use sea_orm::entity::prelude::*;

#[derive(Clone, Debug, PartialEq, DeriveEntityModel)]
#[sea_orm(table_name = "users")]
pub struct Model {
    #[sea_orm(primary_key, auto_increment = false)]
    pub id: Uuid,
    #[sea_orm(unique)]
    pub email: String,
    pub name: Option<String>,
    pub photo_url: Option<String>,
    pub role: Option<String>,
    pub created_at: DateTimeWithTimeZone,
}

#[derive(Copy, Clone, Debug, EnumIter, DeriveRelation)]
pub enum Relation {}

impl ActiveModelBehavior for ActiveModel {}
use axum::{
    Json, Router,
    extract::{Path, State},
    routing::{delete, get},
};
use uuid::Uuid;

use crate::{
    dto::menu::{CreateMenuItemRequest, MenuList, UpdateMenuItemRequest},
    error::AppResult,
    middleware::auth::AdminUser,
    models::{DeleteResult, MenuItem, UpdateResult},
    response::ApiResponse,
    services::menu_service,
    state::AppState,
};

pub fn router() -> Router<AppState> {
    Router::new()
        .route("/", get(list_menu).post(create_menu_item))
        .route("/{id}", delete(delete_menu_item))
        .route("/update/{id}", get(get_menu_item).patch(update_menu_item))
}

#[utoipa::path(
    get,
    path = "/menu",
    responses(
        (status = 200, description = "List menu items", body = ApiResponse<MenuList>)
    ),
    tag = "Menu"
)]
pub async fn list_menu(State(state): State<AppState>) -> AppResult<Json<ApiResponse<MenuList>>> {
    let resp = menu_service::list_menu(&state).await?;
    Ok(Json(resp))
}

#[utoipa::path(
    post,
    path = "/menu",
    request_body = CreateMenuItemRequest,
    responses(
        (status = 200, description = "Create menu item (admin only)", body = ApiResponse<MenuItem>),
        (status = 400, description = "Invalid menu item"),
        (status = 401, description = "Missing credential"),
        (status = 403, description = "Invalid credential or not an admin"),
    ),
    security(("bearer_auth" = [])),
    tag = "Menu"
)]
pub async fn create_menu_item(
    State(state): State<AppState>,
    AdminUser(admin): AdminUser,
    Json(payload): Json<CreateMenuItemRequest>,
) -> AppResult<Json<ApiResponse<MenuItem>>> {
    let resp = menu_service::create_menu_item(&state, &admin, payload).await?;
    Ok(Json(resp))
}

#[utoipa::path(
    delete,
    path = "/menu/{id}",
    params(
        ("id" = Uuid, Path, description = "Menu item ID")
    ),
    responses(
        (status = 200, description = "Delete menu item (admin only)", body = ApiResponse<DeleteResult>),
        (status = 401, description = "Missing credential"),
        (status = 403, description = "Invalid credential or not an admin"),
    ),
    security(("bearer_auth" = [])),
    tag = "Menu"
)]
pub async fn delete_menu_item(
    State(state): State<AppState>,
    AdminUser(admin): AdminUser,
    Path(id): Path<Uuid>,
) -> AppResult<Json<ApiResponse<DeleteResult>>> {
    let resp = menu_service::delete_menu_item(&state, &admin, id).await?;
    Ok(Json(resp))
}

#[utoipa::path(
    get,
    path = "/menu/update/{id}",
    params(
        ("id" = Uuid, Path, description = "Menu item ID")
    ),
    responses(
        (status = 200, description = "Get menu item", body = ApiResponse<MenuItem>),
        (status = 404, description = "Menu item not found"),
    ),
    tag = "Menu"
)]
pub async fn get_menu_item(
    State(state): State<AppState>,
    Path(id): Path<Uuid>,
) -> AppResult<Json<ApiResponse<MenuItem>>> {
    let resp = menu_service::get_menu_item(&state, id).await?;
    Ok(Json(resp))
}

#[utoipa::path(
    patch,
    path = "/menu/update/{id}",
    params(
        ("id" = Uuid, Path, description = "Menu item ID")
    ),
    request_body = UpdateMenuItemRequest,
    responses(
        (status = 200, description = "Update menu item", body = ApiResponse<UpdateResult>),
        (status = 400, description = "Nothing to update"),
    ),
    tag = "Menu"
)]
pub async fn update_menu_item(
    State(state): State<AppState>,
    Path(id): Path<Uuid>,
    Json(payload): Json<UpdateMenuItemRequest>,
) -> AppResult<Json<ApiResponse<UpdateResult>>> {
    let resp = menu_service::update_menu_item(&state, id, payload).await?;
    Ok(Json(resp))
}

=== Task statement ===
Please make an exact copy of each record.

=== Response below ===
use sea_orm::entity::prelude::*;

#[derive(Clone, Debug, PartialEq, DeriveEntityModel)]
#[sea_orm(table_name = "users")]
pub struct Model {
    #[sea_orm(primary_key, auto_increment = false)]
    pub id: Uuid,
    #[sea_orm(unique)]
    pub email: String,
    pub name: Option<String>,
    pub photo_url: Option<String>,
    pub role: Option<String>,
    pub created_at: DateTimeWithTimeZone,
}

#[derive(Copy, Clone, Debug, EnumIter, DeriveRelation)]
pub enum Relation {}

impl ActiveModelBehavior for ActiveModel {}
use axum::{
    Json, Router,
    extract::{Path, State},
    routing::{delete, get},
};
use uuid::Uuid;

use crate::{
    dto::menu::{CreateMenuItemRequest, MenuList, UpdateMenuItemRequest},
    error::AppResult,
    middleware::auth::AdminUser,
    models::{DeleteResult, MenuItem, UpdateResult},
    response::ApiResponse,
    services::menu_service,
    state::AppState,
};

pub fn router() -> Router<AppState> {
    Router::new()
        .route("/", get(list_menu).post(create_menu_item))
        .route("/{id}", delete(delete_menu_item))
        .route("/update/{id}", get(get_menu_item).patch(update_menu_item))
}

#[utoipa::path(
    get,
    path = "/menu",
    responses(
        (status = 200, description = "List menu items", body = ApiResponse<MenuList>)
    ),
    tag = "Menu"
)]
pub async fn list_menu(State(state): State<AppState>) -> AppResult<Json<ApiResponse<MenuList>>> {
    let resp = menu_service::list_menu(&state).await?;
    Ok(Json(resp))
}

#[utoipa::path(
    post,
    path = "/menu",
    request_body = CreateMenuItemRequest,
    responses(
        (status = 200, description = "Create menu item (admin only)", body = ApiResponse<MenuItem>),
        (status = 400, description = "Invalid menu item"),
        (status = 401, description = "Missing credential"),
        (status = 403, description = "Invalid credential or not an admin"),
    ),
    security(("bearer_auth" = [])),
    tag = "Menu"
)]
pub async fn create_menu_item(
    State(state): State<AppState>,
    AdminUser(admin): AdminUser,
    Json(payload): Json<CreateMenuItemRequest>,
) -> AppResult<Json<ApiResponse<MenuItem>>> {
    let resp = menu_service::create_menu_item(&state, &admin, payload).await?;
    Ok(Json(resp))
}

#[utoipa::path(
    delete,
    path = "/menu/{id}",
    params(
        ("id" = Uuid, Path, description = "Menu item ID")
    ),
    responses(
        (status = 200, description = "Delete menu item (admin only)", body = ApiResponse<DeleteResult>),
        (status = 401, description = "Missing credential"),
        (status = 403, description = "Invalid credential or not an admin"),
    ),
    security(("bearer_auth" = [])),
    tag = "Menu"
)]
pub async fn delete_menu_item(
    State(state): State<AppState>,
    AdminUser(admin): AdminUser,
    Path(id): Path<Uuid>,
) -> AppResult<Json<ApiResponse<DeleteResult>>> {
    let resp = menu_service::delete_menu_item(&state, &admin, id).await?;
    Ok(Json(resp))
}

#[utoipa::path(
    get,
    path = "/menu/update/{id}",
    params(
        ("id" = Uuid, Path, description = "Menu item ID")
    ),
    responses(
        (status = 200, description = "Get menu item", body = ApiResponse<MenuItem>),
        (status = 404, description = "Menu item not found"),
    ),
    tag = "Menu"
)]
pub async fn get_menu_item(
    State(state): State<AppState>,
    Path(id): Path<Uuid>,
) -> AppResult<Json<ApiResponse<MenuItem>>> {
    let resp = menu_service::get_menu_item(&state, id).await?;
    Ok(Json(resp))
}

#[utoipa::path(
    patch,
    path = "/menu/update/{id}",
    params(
        ("id" = Uuid, Path, description = "Menu item ID")
    ),
    request_body = UpdateMenuItemRequest,
    responses(
        (status = 200, description = "Update menu item", body = ApiResponse<UpdateResult>),
        (status = 400, description = "Nothing to update"),
    ),
    tag = "Menu"
)]
pub async fn update_menu_item(
    State(state): State<AppState>,
    Path(id): Path<Uuid>,
    Json(payload): Json<UpdateMenuItemRequest>,
) -> AppResult<Json<ApiResponse<UpdateResult>>> {
    let resp = menu_service::update_menu_item(&state, id, payload).await?;
    Ok(Json(resp))
}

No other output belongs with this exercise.